--- Data records Enclosed Below ---

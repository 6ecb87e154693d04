// SPDX-License-Identifier: Parity-7.0.0 OR PolyForm-Noncommercial-1.0.0
/*!
A headless [GpuContext] that keeps every texture's texels in memory.

It validates calls the way a strict driver would, journals every successful call,
and can inject failures or simulate a context loss.  Tests compare uploaded texels
byte for byte through [SoftwareContext::texture].
*/

use std::collections::HashMap;

use crate::bindings::coordinates::DestRect;
use crate::bindings::sampler::{SamplerType, WrapMode};
use crate::images::quad::QuadVertex;
use crate::imp::{CropRect, GpuContext, GpuError, TextureHandle};
use crate::pixel_formats::{PaletteLayout, UploadFormat};

pub const DEFAULT_MAX_TEXTURE_SIZE: u32 = 4096;

/// A successful call, as recorded in the journal.
#[derive(Debug, Clone, PartialEq)]
pub enum Command {
    CreateTexture(TextureHandle),
    DeleteTexture(TextureHandle),
    BindTexture(TextureHandle),
    SetTextureParameters {
        texture: TextureHandle,
        sampler: SamplerType,
        wrap: WrapMode,
    },
    UploadTexture {
        texture: TextureHandle,
        width: u32,
        height: u32,
        with_data: bool,
    },
    UploadSubregion {
        texture: TextureHandle,
        x: u32,
        y: u32,
        width: u32,
        height: u32,
    },
    UploadCompressed {
        texture: TextureHandle,
        width: u32,
        height: u32,
    },
    DrawTriangleStrip {
        texture: TextureHandle,
        vertices: [QuadVertex; 4],
    },
    DrawTextureDirect {
        texture: TextureHandle,
        crop: CropRect,
        dest: DestRect,
    },
}

impl Command {
    pub fn is_upload(&self) -> bool {
        matches!(
            self,
            Command::UploadTexture { with_data: true, .. }
                | Command::UploadSubregion { .. }
                | Command::UploadCompressed { .. }
        )
    }

    pub fn is_draw(&self) -> bool {
        matches!(
            self,
            Command::DrawTriangleStrip { .. } | Command::DrawTextureDirect { .. }
        )
    }
}

/// Texel storage of one texture.
#[derive(Debug, Clone)]
pub struct SoftwareTexture {
    pub width: u32,
    pub height: u32,
    /// `None` until storage has been specified.
    pub format: Option<UploadFormat>,
    pub texels: Vec<u8>,
    pub sampler: SamplerType,
    pub wrap: WrapMode,
}

impl SoftwareTexture {
    fn empty() -> Self {
        SoftwareTexture {
            width: 0,
            height: 0,
            format: None,
            texels: Vec::new(),
            sampler: SamplerType::default(),
            wrap: WrapMode::default(),
        }
    }

    pub fn bytes_per_texel(&self) -> usize {
        self.format.map_or(0, |f| f.bytes_per_texel() as usize)
    }

    pub fn pitch(&self) -> usize {
        self.width as usize * self.bytes_per_texel()
    }

    /// Copies out a tightly packed region.
    pub fn region(&self, x: u32, y: u32, width: u32, height: u32) -> Vec<u8> {
        let bpt = self.bytes_per_texel();
        let row = width as usize * bpt;
        let mut out = Vec::with_capacity(row * height as usize);
        for r in y..y + height {
            let start = r as usize * self.pitch() + x as usize * bpt;
            out.extend_from_slice(&self.texels[start..start + row]);
        }
        out
    }
}

#[derive(Debug)]
pub struct SoftwareContext {
    extensions: String,
    max_texture_size: u32,
    textures: HashMap<TextureHandle, SoftwareTexture>,
    next_name: u32,
    bound: Option<TextureHandle>,
    journal: Vec<Command>,
    pending_failure: Option<GpuError>,
}

impl SoftwareContext {
    pub fn new(extensions: &str) -> Self {
        SoftwareContext {
            extensions: extensions.to_string(),
            max_texture_size: DEFAULT_MAX_TEXTURE_SIZE,
            textures: HashMap::new(),
            next_name: 1,
            bound: None,
            journal: Vec::new(),
            pending_failure: None,
        }
    }

    pub fn with_max_texture_size(mut self, max_texture_size: u32) -> Self {
        self.max_texture_size = max_texture_size;
        self
    }

    /// Makes the next fallible call fail with `error`.
    pub fn fail_next(&mut self, error: GpuError) {
        self.pending_failure = Some(error);
    }

    /// Drops every texture, as a driver does when the context goes away.
    pub fn lose_context(&mut self) {
        self.textures.clear();
        self.bound = None;
    }

    pub fn journal(&self) -> &[Command] {
        &self.journal
    }

    pub fn clear_journal(&mut self) {
        self.journal.clear();
    }

    pub fn texture(&self, texture: TextureHandle) -> Option<&SoftwareTexture> {
        self.textures.get(&texture)
    }

    pub fn live_texture_count(&self) -> usize {
        self.textures.len()
    }

    pub fn bound_texture(&self) -> Option<TextureHandle> {
        self.bound
    }

    fn check_failure(&mut self) -> Result<(), GpuError> {
        match self.pending_failure.take() {
            Some(err) => Err(err),
            None => Ok(()),
        }
    }

    fn bound_mut(&mut self) -> Result<(TextureHandle, &mut SoftwareTexture), GpuError> {
        let handle = self.bound.ok_or(GpuError::NoTextureBound)?;
        let texture = self
            .textures
            .get_mut(&handle)
            .ok_or(GpuError::InvalidHandle(handle))?;
        Ok((handle, texture))
    }

    fn check_dimensions(&self, width: u32, height: u32) -> Result<(), GpuError> {
        if width == 0 || height == 0 || width > self.max_texture_size || height > self.max_texture_size {
            return Err(GpuError::InvalidDimensions { width, height });
        }
        Ok(())
    }
}

impl GpuContext for SoftwareContext {
    fn extensions(&self) -> &str {
        &self.extensions
    }

    fn max_texture_size(&self) -> u32 {
        self.max_texture_size
    }

    fn create_texture(&mut self) -> Result<TextureHandle, GpuError> {
        self.check_failure()?;
        let handle = TextureHandle::new(self.next_name).ok_or(GpuError::OutOfMemory)?;
        self.next_name = self.next_name.checked_add(1).ok_or(GpuError::OutOfMemory)?;
        self.textures.insert(handle, SoftwareTexture::empty());
        self.journal.push(Command::CreateTexture(handle));
        Ok(handle)
    }

    fn delete_texture(&mut self, texture: TextureHandle) {
        if self.textures.remove(&texture).is_some() {
            if self.bound == Some(texture) {
                self.bound = None;
            }
            self.journal.push(Command::DeleteTexture(texture));
        }
    }

    fn bind_texture(&mut self, texture: TextureHandle) -> Result<(), GpuError> {
        self.check_failure()?;
        if !self.textures.contains_key(&texture) {
            return Err(GpuError::InvalidHandle(texture));
        }
        self.bound = Some(texture);
        self.journal.push(Command::BindTexture(texture));
        Ok(())
    }

    fn set_texture_parameters(&mut self, sampler: SamplerType, wrap: WrapMode) -> Result<(), GpuError> {
        self.check_failure()?;
        let (handle, texture) = self.bound_mut()?;
        texture.sampler = sampler;
        texture.wrap = wrap;
        self.journal.push(Command::SetTextureParameters {
            texture: handle,
            sampler,
            wrap,
        });
        Ok(())
    }

    fn upload_texture(
        &mut self,
        width: u32,
        height: u32,
        format: UploadFormat,
        data: Option<&[u8]>,
    ) -> Result<(), GpuError> {
        self.check_failure()?;
        self.check_dimensions(width, height)?;
        let (handle, texture) = self.bound_mut()?;
        let len = width as usize * height as usize * format.bytes_per_texel() as usize;
        let texels = match data {
            Some(data) if data.len() != len => return Err(GpuError::InvalidValue("data length")),
            Some(data) => data.to_vec(),
            None => vec![0; len],
        };
        texture.width = width;
        texture.height = height;
        texture.format = Some(format);
        texture.texels = texels;
        self.journal.push(Command::UploadTexture {
            texture: handle,
            width,
            height,
            with_data: data.is_some(),
        });
        Ok(())
    }

    fn upload_subregion(
        &mut self,
        x: u32,
        y: u32,
        width: u32,
        height: u32,
        format: UploadFormat,
        data: &[u8],
    ) -> Result<(), GpuError> {
        self.check_failure()?;
        let (handle, texture) = self.bound_mut()?;
        if texture.format != Some(format) {
            return Err(GpuError::InvalidValue("format does not match texture storage"));
        }
        if x as u64 + width as u64 > texture.width as u64 || y as u64 + height as u64 > texture.height as u64 {
            return Err(GpuError::InvalidValue("subregion outside texture"));
        }
        let bpt = texture.bytes_per_texel();
        let row = width as usize * bpt;
        if data.len() != row * height as usize {
            return Err(GpuError::InvalidValue("data length"));
        }
        let pitch = texture.pitch();
        for (r, src) in data.chunks_exact(row.max(1)).enumerate().take(height as usize) {
            let start = (y as usize + r) * pitch + x as usize * bpt;
            texture.texels[start..start + row].copy_from_slice(src);
        }
        self.journal.push(Command::UploadSubregion {
            texture: handle,
            x,
            y,
            width,
            height,
        });
        Ok(())
    }

    fn upload_compressed(
        &mut self,
        width: u32,
        height: u32,
        palette: PaletteLayout,
        data: &[u8],
    ) -> Result<(), GpuError> {
        self.check_failure()?;
        if !self.extensions.contains("GL_OES_compressed_paletted_texture") {
            return Err(GpuError::Unsupported("compressed paletted textures"));
        }
        self.check_dimensions(width, height)?;
        let (handle, texture) = self.bound_mut()?;
        let palette_len = palette.byte_len();
        if data.len() != palette_len + width as usize * height as usize {
            return Err(GpuError::InvalidValue("data length"));
        }
        let (colors, indices) = data.split_at(palette_len);
        let entry = palette.bytes_per_entry();
        let mut texels = Vec::with_capacity(indices.len() * entry);
        for index in indices {
            let start = *index as usize * entry;
            match colors.get(start..start + entry) {
                Some(color) => texels.extend_from_slice(color),
                None => return Err(GpuError::InvalidValue("palette index out of range")),
            }
        }
        texture.width = width;
        texture.height = height;
        texture.format = Some(palette.entry_format);
        texture.texels = texels;
        self.journal.push(Command::UploadCompressed {
            texture: handle,
            width,
            height,
        });
        Ok(())
    }

    fn draw_triangle_strip(&mut self, vertices: &[QuadVertex; 4]) -> Result<(), GpuError> {
        self.check_failure()?;
        let (handle, _) = self.bound_mut()?;
        self.journal.push(Command::DrawTriangleStrip {
            texture: handle,
            vertices: *vertices,
        });
        Ok(())
    }

    fn draw_texture_direct(&mut self, crop: CropRect, dest: DestRect) -> Result<(), GpuError> {
        self.check_failure()?;
        if !self.extensions.contains("GL_OES_draw_texture") {
            return Err(GpuError::Unsupported("direct texture drawing"));
        }
        let (handle, _) = self.bound_mut()?;
        self.journal.push(Command::DrawTextureDirect {
            texture: handle,
            crop,
            dest,
        });
        Ok(())
    }
}

#[cfg(test)]
mod tests {
    use super::*;

    #[test]
    fn calls_require_a_bound_texture() {
        let mut ctx = SoftwareContext::new("");
        assert_eq!(
            ctx.upload_texture(4, 4, UploadFormat::RGBA8, None),
            Err(GpuError::NoTextureBound)
        );
        let t = ctx.create_texture().unwrap();
        ctx.bind_texture(t).unwrap();
        ctx.upload_texture(4, 4, UploadFormat::RGBA8, None).unwrap();
        assert_eq!(ctx.texture(t).unwrap().texels.len(), 64);
    }

    #[test]
    fn subregion_writes_rows() {
        let mut ctx = SoftwareContext::new("");
        let t = ctx.create_texture().unwrap();
        ctx.bind_texture(t).unwrap();
        ctx.upload_texture(4, 4, UploadFormat::RGB8, None).unwrap();
        let data: Vec<u8> = (0..12).collect();
        ctx.upload_subregion(1, 2, 2, 2, UploadFormat::RGB8, &data).unwrap();
        assert_eq!(ctx.texture(t).unwrap().region(1, 2, 2, 2), data);
        assert_eq!(ctx.texture(t).unwrap().region(0, 0, 4, 1), vec![0; 12]);
        assert_eq!(
            ctx.upload_subregion(3, 3, 2, 1, UploadFormat::RGB8, &data[..6]),
            Err(GpuError::InvalidValue("subregion outside texture"))
        );
    }

    #[test]
    fn compressed_upload_expands_palette() {
        let mut ctx = SoftwareContext::new("GL_OES_compressed_paletted_texture");
        let t = ctx.create_texture().unwrap();
        ctx.bind_texture(t).unwrap();
        let mut data = vec![0u8; PaletteLayout::RGB888_256.byte_len()];
        data[3..6].copy_from_slice(&[9, 8, 7]);
        data.extend_from_slice(&[1, 0]);
        ctx.upload_compressed(2, 1, PaletteLayout::RGB888_256, &data).unwrap();
        assert_eq!(ctx.texture(t).unwrap().texels, vec![9, 8, 7, 0, 0, 0]);
    }

    #[test]
    fn context_loss_invalidates_handles() {
        let mut ctx = SoftwareContext::new("");
        let t = ctx.create_texture().unwrap();
        ctx.lose_context();
        assert_eq!(ctx.bind_texture(t), Err(GpuError::InvalidHandle(t)));
        let fresh = ctx.create_texture().unwrap();
        assert_ne!(fresh, t);
    }

    #[test]
    fn injected_failure_is_consumed() {
        let mut ctx = SoftwareContext::new("");
        ctx.fail_next(GpuError::OutOfMemory);
        assert_eq!(ctx.create_texture(), Err(GpuError::OutOfMemory));
        assert!(ctx.create_texture().is_ok());
        assert!(ctx.journal().iter().all(|c| matches!(c, Command::CreateTexture(_))));
        assert_eq!(ctx.journal().len(), 1);
    }
}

--- End of Enclosed Data records ---

◆ Task: Starting with the first line of the listing above, copy each line exactly until you have copied the line containing "It validates calls". Stop there.

◆ Answer to this task:
repository 6ecb87e154693d04
// SPDX-License-Identifier: Parity-7.0.0 OR PolyForm-Noncommercial-1.0.0
/*!
A headless [GpuContext] that keeps every texture's texels in memory.

It validates calls the way a strict driver would, journals every successful call,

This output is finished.